Exercise instructions: Every line below from the one containing "if lower[r] >" through the one containing "let n = self.vec_q.size().0;" must be transcribed exactly. Omit all lines outside that stretch.

Start of Source information

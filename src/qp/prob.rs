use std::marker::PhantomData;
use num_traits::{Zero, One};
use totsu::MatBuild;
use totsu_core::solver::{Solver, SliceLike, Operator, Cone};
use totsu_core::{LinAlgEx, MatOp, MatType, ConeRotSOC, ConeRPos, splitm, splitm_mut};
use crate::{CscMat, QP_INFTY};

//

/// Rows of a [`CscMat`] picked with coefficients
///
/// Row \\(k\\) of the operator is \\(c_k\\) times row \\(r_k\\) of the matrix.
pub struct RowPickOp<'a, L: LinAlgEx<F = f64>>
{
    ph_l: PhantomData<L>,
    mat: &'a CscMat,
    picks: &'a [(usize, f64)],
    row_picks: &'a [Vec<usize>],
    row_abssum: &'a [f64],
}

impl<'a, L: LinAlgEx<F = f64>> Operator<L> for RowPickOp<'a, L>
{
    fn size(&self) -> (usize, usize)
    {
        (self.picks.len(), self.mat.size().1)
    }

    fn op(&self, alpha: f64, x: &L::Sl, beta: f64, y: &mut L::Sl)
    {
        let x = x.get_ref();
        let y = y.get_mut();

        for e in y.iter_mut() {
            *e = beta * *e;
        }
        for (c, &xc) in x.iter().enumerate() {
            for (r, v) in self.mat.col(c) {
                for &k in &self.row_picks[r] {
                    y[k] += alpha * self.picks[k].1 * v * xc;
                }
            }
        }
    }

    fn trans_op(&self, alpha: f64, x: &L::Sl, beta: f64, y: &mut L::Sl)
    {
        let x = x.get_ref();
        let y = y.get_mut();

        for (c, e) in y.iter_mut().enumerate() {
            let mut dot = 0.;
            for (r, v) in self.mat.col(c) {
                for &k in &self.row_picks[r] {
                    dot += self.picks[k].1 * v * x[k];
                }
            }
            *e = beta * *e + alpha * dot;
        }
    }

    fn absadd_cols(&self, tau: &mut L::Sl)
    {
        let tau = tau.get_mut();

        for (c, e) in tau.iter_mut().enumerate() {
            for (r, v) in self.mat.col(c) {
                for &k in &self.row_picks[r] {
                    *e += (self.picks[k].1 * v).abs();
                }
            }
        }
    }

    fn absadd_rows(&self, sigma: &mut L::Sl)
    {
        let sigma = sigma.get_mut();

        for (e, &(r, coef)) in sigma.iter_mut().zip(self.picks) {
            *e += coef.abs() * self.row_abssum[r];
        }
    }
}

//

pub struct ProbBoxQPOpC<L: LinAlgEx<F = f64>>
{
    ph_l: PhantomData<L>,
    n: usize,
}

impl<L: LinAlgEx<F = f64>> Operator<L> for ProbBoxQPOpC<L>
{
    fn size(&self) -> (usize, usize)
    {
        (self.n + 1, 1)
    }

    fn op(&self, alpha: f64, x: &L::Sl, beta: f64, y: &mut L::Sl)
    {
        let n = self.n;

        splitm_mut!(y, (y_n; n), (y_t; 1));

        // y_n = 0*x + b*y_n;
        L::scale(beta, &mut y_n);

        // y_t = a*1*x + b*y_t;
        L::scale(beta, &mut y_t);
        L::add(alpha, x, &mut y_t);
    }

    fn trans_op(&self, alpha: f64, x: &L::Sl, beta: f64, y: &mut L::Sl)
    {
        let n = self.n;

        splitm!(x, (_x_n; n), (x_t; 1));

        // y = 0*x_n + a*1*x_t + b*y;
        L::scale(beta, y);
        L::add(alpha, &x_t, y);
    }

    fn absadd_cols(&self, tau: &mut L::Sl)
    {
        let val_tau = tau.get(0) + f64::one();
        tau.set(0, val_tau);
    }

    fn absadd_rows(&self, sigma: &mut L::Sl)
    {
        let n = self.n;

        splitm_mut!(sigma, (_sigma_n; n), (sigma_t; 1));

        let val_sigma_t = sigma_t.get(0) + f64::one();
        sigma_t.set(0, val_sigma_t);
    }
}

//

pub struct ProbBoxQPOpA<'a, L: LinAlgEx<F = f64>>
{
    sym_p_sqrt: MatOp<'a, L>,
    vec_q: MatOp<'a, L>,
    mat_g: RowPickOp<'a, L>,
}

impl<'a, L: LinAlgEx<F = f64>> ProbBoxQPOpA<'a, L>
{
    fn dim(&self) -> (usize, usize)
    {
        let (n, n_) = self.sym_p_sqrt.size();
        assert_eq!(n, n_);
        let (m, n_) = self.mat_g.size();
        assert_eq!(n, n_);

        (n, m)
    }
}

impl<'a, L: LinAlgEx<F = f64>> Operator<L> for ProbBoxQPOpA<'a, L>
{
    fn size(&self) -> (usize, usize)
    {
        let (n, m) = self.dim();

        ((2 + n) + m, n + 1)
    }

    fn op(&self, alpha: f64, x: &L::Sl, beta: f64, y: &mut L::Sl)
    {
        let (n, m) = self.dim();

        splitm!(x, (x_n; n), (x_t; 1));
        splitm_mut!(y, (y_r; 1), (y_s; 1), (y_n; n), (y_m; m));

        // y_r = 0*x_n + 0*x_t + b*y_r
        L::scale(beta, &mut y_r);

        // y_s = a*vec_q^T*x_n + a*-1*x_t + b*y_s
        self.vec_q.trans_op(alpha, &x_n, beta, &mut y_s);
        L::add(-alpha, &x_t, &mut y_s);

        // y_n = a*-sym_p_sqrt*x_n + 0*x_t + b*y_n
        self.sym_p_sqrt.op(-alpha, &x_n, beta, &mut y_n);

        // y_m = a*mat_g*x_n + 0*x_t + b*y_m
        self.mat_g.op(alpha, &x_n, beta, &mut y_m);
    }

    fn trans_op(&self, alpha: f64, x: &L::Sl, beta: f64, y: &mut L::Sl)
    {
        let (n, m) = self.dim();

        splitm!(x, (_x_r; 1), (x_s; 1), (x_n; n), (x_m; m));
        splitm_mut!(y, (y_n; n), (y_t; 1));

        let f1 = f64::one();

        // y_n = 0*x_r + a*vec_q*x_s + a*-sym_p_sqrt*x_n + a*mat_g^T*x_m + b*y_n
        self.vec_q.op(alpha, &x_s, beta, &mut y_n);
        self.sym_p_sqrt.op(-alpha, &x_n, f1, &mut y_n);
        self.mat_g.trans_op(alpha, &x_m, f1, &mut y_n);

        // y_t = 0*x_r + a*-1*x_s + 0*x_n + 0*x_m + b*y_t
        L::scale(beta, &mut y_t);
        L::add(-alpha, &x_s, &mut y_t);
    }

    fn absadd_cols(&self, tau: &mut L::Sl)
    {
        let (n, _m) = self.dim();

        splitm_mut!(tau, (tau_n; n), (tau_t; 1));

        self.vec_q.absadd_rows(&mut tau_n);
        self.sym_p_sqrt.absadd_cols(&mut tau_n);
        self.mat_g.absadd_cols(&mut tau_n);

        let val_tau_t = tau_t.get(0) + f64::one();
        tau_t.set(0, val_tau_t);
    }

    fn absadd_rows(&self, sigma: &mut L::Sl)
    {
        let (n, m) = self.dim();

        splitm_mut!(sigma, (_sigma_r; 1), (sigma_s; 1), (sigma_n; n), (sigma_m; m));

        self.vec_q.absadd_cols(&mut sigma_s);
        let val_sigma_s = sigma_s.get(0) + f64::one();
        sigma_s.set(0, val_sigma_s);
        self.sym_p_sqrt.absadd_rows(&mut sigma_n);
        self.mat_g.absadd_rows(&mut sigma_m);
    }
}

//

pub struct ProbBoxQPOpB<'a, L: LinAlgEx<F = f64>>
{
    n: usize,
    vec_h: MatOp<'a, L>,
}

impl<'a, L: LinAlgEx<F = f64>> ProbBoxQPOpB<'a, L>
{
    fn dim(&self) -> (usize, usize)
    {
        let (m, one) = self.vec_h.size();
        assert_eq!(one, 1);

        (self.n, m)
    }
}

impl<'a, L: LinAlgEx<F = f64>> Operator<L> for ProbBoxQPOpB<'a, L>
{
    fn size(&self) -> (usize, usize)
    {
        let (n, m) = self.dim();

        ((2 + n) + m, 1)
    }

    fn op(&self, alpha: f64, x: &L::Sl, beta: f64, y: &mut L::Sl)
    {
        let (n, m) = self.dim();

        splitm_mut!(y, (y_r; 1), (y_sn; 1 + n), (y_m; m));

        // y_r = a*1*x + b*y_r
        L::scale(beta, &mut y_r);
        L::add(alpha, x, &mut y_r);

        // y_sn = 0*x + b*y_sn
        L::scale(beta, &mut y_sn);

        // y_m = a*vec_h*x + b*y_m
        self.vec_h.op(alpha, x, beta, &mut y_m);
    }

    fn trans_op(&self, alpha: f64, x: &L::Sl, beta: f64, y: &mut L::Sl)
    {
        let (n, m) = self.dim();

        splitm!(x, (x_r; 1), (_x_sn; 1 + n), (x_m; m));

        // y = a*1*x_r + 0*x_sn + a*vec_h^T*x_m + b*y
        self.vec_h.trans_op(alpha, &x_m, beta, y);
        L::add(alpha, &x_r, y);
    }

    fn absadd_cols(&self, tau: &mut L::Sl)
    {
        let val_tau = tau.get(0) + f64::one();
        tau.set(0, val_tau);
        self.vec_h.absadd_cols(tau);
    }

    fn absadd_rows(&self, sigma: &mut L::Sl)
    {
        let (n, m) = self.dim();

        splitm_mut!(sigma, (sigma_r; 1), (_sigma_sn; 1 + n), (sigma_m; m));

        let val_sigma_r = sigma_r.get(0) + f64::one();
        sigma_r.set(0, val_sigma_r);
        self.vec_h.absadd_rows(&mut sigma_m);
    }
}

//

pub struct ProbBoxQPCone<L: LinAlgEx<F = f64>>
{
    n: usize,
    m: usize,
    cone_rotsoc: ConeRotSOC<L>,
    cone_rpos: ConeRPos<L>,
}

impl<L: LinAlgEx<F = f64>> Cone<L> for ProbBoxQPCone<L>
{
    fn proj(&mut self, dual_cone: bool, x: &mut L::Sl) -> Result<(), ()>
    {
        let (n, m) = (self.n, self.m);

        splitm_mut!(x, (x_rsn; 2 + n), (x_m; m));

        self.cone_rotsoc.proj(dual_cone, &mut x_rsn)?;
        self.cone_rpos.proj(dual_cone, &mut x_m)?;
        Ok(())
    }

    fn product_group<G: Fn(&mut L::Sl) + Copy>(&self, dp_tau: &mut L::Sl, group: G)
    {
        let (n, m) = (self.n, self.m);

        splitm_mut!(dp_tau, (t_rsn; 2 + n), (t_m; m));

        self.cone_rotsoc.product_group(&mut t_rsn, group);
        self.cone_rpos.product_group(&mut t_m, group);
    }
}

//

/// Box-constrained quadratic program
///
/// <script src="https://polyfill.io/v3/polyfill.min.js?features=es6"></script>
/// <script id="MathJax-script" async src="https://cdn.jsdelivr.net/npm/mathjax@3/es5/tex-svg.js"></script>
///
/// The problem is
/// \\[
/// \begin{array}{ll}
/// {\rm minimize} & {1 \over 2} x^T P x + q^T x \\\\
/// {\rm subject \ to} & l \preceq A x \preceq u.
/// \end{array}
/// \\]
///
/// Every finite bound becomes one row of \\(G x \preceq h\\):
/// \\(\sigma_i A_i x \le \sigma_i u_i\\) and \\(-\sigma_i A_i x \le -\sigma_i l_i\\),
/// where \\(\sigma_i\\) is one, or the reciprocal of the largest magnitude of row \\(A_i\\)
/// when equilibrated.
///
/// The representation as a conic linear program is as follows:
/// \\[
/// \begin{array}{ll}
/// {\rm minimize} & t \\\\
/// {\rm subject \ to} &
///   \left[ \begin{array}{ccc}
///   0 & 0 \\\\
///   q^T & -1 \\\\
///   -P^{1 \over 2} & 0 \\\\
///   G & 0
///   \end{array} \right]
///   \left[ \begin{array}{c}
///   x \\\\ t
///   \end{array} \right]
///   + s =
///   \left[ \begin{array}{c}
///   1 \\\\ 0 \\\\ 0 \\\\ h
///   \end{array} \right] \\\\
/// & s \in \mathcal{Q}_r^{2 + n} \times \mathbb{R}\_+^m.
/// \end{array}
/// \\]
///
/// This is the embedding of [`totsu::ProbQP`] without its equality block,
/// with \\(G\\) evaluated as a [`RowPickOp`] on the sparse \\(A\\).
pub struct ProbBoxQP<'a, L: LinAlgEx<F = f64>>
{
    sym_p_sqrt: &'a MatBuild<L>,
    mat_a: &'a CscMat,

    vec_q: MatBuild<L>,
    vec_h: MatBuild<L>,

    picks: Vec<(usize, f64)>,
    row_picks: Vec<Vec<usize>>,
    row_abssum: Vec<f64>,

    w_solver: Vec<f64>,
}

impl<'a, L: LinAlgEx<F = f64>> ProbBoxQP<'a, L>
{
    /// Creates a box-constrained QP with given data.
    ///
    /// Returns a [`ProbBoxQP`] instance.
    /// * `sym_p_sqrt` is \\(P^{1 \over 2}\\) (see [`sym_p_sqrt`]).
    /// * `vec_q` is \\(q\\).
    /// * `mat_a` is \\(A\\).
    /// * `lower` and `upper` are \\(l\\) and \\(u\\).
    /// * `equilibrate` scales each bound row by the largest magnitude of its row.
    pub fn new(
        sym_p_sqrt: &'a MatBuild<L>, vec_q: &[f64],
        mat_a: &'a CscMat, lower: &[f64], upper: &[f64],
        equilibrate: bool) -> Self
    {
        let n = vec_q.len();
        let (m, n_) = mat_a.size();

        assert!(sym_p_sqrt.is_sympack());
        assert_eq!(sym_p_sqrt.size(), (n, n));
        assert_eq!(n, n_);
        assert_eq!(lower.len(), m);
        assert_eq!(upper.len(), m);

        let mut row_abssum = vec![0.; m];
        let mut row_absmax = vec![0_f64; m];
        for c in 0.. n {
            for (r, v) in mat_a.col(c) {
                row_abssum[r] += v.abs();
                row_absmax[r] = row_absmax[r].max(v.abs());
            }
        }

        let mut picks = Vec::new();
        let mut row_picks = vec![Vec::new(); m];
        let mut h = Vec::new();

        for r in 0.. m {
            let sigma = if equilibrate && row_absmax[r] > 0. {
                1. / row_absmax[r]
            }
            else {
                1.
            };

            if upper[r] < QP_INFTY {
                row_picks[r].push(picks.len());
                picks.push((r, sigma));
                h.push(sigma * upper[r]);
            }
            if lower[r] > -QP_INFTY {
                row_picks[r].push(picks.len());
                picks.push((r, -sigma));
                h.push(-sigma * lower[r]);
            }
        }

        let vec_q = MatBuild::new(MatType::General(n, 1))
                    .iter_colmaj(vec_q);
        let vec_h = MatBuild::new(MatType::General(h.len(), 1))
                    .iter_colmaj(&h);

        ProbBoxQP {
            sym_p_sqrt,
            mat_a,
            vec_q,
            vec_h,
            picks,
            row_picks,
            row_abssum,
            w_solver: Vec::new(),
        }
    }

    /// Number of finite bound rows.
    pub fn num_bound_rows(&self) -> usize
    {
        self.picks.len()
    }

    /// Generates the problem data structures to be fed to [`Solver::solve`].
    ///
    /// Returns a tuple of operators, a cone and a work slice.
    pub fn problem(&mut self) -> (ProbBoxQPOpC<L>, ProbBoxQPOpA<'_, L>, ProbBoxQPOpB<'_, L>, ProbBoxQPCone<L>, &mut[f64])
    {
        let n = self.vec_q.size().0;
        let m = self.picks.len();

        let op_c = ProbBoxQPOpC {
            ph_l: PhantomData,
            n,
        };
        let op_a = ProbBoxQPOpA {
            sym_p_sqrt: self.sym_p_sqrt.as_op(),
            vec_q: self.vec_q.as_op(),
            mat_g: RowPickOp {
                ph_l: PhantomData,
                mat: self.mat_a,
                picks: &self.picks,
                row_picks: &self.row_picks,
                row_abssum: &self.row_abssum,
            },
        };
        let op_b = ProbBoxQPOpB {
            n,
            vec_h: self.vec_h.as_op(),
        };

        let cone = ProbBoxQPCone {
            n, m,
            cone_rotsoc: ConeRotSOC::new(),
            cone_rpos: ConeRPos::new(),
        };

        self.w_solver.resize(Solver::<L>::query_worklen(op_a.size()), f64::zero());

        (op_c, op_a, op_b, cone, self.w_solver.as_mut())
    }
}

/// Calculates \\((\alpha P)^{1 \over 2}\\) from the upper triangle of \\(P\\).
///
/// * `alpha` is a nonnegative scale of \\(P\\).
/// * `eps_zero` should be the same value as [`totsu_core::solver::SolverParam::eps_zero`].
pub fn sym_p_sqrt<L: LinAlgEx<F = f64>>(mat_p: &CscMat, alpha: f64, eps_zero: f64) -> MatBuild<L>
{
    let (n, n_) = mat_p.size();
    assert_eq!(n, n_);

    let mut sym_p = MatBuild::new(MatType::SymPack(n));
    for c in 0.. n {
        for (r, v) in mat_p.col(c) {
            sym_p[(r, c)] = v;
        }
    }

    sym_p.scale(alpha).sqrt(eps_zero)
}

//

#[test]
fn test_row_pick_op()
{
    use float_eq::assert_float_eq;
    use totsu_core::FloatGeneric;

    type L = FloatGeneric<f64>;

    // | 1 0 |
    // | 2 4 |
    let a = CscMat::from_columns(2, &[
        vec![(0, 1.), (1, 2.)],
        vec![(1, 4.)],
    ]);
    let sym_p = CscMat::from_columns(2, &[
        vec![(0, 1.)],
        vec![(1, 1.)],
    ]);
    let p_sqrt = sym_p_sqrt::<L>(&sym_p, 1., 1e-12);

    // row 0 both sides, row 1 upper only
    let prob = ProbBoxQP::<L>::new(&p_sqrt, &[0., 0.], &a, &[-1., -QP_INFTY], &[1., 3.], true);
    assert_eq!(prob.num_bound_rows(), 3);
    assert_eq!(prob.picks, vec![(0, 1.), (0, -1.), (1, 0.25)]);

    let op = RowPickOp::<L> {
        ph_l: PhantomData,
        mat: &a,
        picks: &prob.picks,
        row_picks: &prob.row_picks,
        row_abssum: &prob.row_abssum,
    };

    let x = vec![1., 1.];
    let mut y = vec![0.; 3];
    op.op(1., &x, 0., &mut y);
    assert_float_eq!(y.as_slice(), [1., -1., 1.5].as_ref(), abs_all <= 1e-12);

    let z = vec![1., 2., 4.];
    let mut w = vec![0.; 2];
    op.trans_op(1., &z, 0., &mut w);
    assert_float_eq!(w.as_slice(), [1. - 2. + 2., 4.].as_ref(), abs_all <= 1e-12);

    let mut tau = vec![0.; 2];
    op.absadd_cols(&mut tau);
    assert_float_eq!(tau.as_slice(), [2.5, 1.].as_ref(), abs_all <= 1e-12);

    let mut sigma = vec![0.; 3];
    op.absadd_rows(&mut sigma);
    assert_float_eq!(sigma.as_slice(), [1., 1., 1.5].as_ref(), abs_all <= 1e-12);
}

End of Source information
Start of Source information

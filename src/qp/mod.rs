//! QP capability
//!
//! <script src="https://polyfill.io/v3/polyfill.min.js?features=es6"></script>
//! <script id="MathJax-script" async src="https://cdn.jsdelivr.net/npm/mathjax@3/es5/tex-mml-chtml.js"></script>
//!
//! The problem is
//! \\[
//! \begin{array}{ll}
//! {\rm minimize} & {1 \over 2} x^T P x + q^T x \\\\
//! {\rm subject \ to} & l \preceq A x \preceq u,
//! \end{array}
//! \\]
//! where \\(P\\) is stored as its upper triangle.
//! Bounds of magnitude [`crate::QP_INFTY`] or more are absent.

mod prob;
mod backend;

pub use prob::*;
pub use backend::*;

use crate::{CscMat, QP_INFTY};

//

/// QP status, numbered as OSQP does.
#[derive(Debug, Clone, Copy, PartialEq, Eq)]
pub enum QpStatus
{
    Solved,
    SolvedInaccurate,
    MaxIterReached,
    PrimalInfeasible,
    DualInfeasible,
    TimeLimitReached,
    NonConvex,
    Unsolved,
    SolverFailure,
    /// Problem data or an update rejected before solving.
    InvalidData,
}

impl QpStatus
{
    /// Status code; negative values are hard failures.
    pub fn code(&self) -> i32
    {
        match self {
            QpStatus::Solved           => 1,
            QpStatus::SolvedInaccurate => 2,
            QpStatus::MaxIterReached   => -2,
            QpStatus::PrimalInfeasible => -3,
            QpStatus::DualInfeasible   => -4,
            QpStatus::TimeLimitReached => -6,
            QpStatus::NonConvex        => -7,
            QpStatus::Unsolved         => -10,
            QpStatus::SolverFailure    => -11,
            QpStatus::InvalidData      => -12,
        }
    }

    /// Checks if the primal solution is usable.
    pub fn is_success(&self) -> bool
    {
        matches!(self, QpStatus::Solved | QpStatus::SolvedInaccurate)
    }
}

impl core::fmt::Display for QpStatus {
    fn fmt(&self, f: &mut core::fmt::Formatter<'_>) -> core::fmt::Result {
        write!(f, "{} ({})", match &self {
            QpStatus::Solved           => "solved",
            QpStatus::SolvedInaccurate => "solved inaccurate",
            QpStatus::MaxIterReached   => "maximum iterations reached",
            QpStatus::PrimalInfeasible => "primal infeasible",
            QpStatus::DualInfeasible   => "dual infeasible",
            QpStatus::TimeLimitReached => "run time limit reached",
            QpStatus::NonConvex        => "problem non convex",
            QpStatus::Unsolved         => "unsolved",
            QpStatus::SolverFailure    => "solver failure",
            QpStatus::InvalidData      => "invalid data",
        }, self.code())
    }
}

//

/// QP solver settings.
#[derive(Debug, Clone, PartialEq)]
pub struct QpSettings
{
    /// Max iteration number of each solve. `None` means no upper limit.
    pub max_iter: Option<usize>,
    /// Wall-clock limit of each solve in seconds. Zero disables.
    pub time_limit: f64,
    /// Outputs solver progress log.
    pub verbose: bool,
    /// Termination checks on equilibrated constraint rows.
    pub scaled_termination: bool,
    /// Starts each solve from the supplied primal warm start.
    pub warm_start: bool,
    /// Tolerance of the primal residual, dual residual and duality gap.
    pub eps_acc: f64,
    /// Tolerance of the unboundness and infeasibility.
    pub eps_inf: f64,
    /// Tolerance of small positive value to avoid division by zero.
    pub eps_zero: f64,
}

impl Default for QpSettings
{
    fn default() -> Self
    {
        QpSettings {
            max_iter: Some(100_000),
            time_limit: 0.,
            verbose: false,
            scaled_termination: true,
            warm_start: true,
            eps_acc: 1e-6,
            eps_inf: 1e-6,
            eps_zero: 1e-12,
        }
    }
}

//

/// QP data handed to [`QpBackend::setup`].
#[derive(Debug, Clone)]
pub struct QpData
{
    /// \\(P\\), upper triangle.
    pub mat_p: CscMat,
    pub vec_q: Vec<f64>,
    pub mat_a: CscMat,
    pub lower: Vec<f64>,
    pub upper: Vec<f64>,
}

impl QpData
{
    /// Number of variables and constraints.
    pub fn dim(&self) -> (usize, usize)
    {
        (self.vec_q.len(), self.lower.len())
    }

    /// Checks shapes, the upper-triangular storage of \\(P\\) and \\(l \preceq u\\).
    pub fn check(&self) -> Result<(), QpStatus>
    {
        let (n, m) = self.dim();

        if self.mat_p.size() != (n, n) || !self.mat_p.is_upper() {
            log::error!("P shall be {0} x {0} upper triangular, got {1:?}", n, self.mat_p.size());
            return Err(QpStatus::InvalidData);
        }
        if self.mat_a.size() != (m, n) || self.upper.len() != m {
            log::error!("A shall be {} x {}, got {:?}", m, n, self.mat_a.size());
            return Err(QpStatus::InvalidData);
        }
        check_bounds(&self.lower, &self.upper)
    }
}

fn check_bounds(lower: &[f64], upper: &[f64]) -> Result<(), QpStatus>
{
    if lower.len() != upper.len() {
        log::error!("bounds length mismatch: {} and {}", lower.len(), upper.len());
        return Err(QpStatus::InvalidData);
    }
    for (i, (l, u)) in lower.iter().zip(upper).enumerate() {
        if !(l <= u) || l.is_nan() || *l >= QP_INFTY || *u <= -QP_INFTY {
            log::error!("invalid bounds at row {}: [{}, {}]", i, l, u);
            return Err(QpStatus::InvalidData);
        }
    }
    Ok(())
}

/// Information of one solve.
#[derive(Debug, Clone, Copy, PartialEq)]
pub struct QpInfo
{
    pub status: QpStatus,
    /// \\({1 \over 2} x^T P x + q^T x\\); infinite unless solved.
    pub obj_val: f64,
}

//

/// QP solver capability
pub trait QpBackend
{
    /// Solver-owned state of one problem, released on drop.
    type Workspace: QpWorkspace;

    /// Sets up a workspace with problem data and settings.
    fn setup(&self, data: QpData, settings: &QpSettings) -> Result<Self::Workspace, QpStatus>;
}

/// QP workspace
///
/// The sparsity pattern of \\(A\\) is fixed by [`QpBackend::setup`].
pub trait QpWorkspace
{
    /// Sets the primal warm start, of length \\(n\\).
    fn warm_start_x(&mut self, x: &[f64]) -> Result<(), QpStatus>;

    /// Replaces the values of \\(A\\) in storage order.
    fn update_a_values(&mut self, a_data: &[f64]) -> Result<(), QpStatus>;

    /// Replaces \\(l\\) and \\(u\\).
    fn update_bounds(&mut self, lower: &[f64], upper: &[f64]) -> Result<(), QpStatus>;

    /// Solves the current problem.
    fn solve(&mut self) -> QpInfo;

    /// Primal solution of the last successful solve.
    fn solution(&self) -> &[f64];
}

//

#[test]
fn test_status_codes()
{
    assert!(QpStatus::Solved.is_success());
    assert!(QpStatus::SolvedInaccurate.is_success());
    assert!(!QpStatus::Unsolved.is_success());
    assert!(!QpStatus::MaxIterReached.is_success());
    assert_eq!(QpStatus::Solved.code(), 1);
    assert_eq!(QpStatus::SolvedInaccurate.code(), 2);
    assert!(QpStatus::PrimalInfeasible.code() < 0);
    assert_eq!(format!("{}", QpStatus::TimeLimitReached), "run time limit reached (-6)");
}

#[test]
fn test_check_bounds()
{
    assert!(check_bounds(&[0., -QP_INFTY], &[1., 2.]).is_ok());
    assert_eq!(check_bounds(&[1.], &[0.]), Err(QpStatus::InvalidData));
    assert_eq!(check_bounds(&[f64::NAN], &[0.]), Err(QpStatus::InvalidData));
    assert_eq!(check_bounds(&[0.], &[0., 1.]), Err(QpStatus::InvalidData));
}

End of Source information

Result for this exercise:
            if lower[r] > -QP_INFTY {
                row_picks[r].push(picks.len());
                picks.push((r, -sigma));
                h.push(-sigma * lower[r]);
            }
        }

        let vec_q = MatBuild::new(MatType::General(n, 1))
                    .iter_colmaj(vec_q);
        let vec_h = MatBuild::new(MatType::General(h.len(), 1))
                    .iter_colmaj(&h);

        ProbBoxQP {
            sym_p_sqrt,
            mat_a,
            vec_q,
            vec_h,
            picks,
            row_picks,
            row_abssum,
            w_solver: Vec::new(),
        }
    }

    /// Number of finite bound rows.
    pub fn num_bound_rows(&self) -> usize
    {
        self.picks.len()
    }

    /// Generates the problem data structures to be fed to [`Solver::solve`].
    ///
    /// Returns a tuple of operators, a cone and a work slice.
    pub fn problem(&mut self) -> (ProbBoxQPOpC<L>, ProbBoxQPOpA<'_, L>, ProbBoxQPOpB<'_, L>, ProbBoxQPCone<L>, &mut[f64])
    {
        let n = self.vec_q.size().0;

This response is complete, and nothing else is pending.